[sci.space.shuttle] space news from June 13 AW&ST

henry@utzoo.uucp (Henry Spencer) (08/09/88)

DoD and NASA approve plan to restore ammonium perchlorate production:
Pacific Engineering will build a new plant to replace the ruined one,
while Kerr-McGee will re-open its plant, expand it, and also build a
new plant.  Supply will meet demand by 1990, but things may get a bit
sticky until then.

Bad news time:  Mars Observer may slip another two years (to 1994 launch)
due to cost overruns and NASA's budget problems.

SDI looking at cancelling the Space-Based Interceptor project as too
expensive.  SDI's priorities are also shifting, toward sensors and a
treaty-compliant ground-based interceptor system, partly to make the
Soviets happier about strategic arms reduction.

Morton Thiokol drops out of the bidding for the advanced SRB, officially
to concentrate its efforts on the current SRBs.  NASA denies that M-T
dropped out because it had no chance of winning after Challenger.

Ariane 4 first flight delayed by minor electronics problems.  [Went fine.]

Shuttle rollout imminent.  [As you might expect, I'm cutting some of this
pretty short because it's old news.]

Trouble in the offing:  the oxidizer shortage is likely to wreak havoc
with the 1989-90 shuttle manifest.  A further problem is that orbiter
Columbia's updating has slipped farther and farther onto the back burner,
and it may be late 89 before it's flyable again.

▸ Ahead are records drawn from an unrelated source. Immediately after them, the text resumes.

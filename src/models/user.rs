use chrono::{DateTime, Utc};
use serde::{Deserialize, Serialize};
use sqlx::FromRow;
use uuid::Uuid;

#[derive(
    Debug, Clone, Copy, PartialEq, Eq, Hash, Serialize, Deserialize, sqlx::Type,
)]
#[serde(rename_all = "lowercase")]
#[sqlx(type_name = "user_role", rename_all = "lowercase")]
pub enum Role {
    Attendee,
    Organizer,
    Admin,
}

impl Role {
    pub fn as_str(&self) -> &'static str {
        match self {
            Role::Attendee => "attendee",
            Role::Organizer => "organizer",
            Role::Admin => "admin",
        }
    }

    /// Organizers and admins may run events.
    pub fn can_organize(&self) -> bool {
        matches!(self, Role::Organizer | Role::Admin)
    }
}

impl std::fmt::Display for Role {
    fn fmt(&self, f: &mut std::fmt::Formatter<'_>) -> std::fmt::Result {
        f.write_str(self.as_str())
    }
}

#[derive(Debug, Clone, FromRow)]
pub struct User {
    pub id: Uuid,
    pub name: String,
    pub email: String,
    pub password_hash: String,
    pub role: Role,
    pub email_verified_at: Option<DateTime<Utc>>,
    pub verify_code_hash: Option<String>,
    pub verify_code_expires_at: Option<DateTime<Utc>>,
    pub org_name: Option<String>,
    pub org_cnpj: Option<String>,
    pub created_at: DateTime<Utc>,
    pub updated_at: DateTime<Utc>,
}

impl User {
    pub fn new(name: String, email: String, password_hash: String, role: Role) -> Self {
        let now = Utc::now();
        Self {
            id: Uuid::new_v4(),
            name,
            email,
            password_hash,
            role,
            email_verified_at: None,
            verify_code_hash: None,
            verify_code_expires_at: None,
            org_name: None,
            org_cnpj: None,
            created_at: now,
            updated_at: now,
        }
    }

    pub fn is_verified(&self) -> bool {
        self.email_verified_at.is_some()
    }

    /// Marks the email verified and drops any pending code.
    pub fn mark_verified(&mut self, at: DateTime<Utc>) {
        self.email_verified_at = Some(at);
        self.verify_code_hash = None;
        self.verify_code_expires_at = None;
        self.updated_at = at;
    }
}

/// User as exposed over the API. Never carries credential material.
#[derive(Debug, Clone, PartialEq, Serialize, Deserialize)]
pub struct PublicUser {
    pub id: Uuid,
    pub name: String,
    pub email: String,
    pub role: Role,
    pub email_verified_at: Option<DateTime<Utc>>,
    pub org_name: Option<String>,
    pub org_cnpj: Option<String>,
    pub created_at: DateTime<Utc>,
}

impl From<&User> for PublicUser {
    fn from(user: &User) -> Self {
        Self {
            id: user.id,
            name: user.name.clone(),
            email: user.email.clone(),
            role: user.role,
            email_verified_at: user.email_verified_at,
            org_name: user.org_name.clone(),
            org_cnpj: user.org_cnpj.clone(),
            created_at: user.created_at,
        }
    }
}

First launch of the new version of Delta slips a month or so due to parts
shortages.  First launch now expected late Oct or early Nov.

Soyuz TM-5 launched to Mir June 7, carrying two Soviet and a Bulgarian
researcher.  [Flight International reports that after currently-agreed
foreign participation in Soyuz launches is completed, all further "guest
cosmonauts" will fly on a fare-paying basis -- no more freebies.]

Detailed space station negotiations with all three international partners
reported complete, agreements to be signed over the summer.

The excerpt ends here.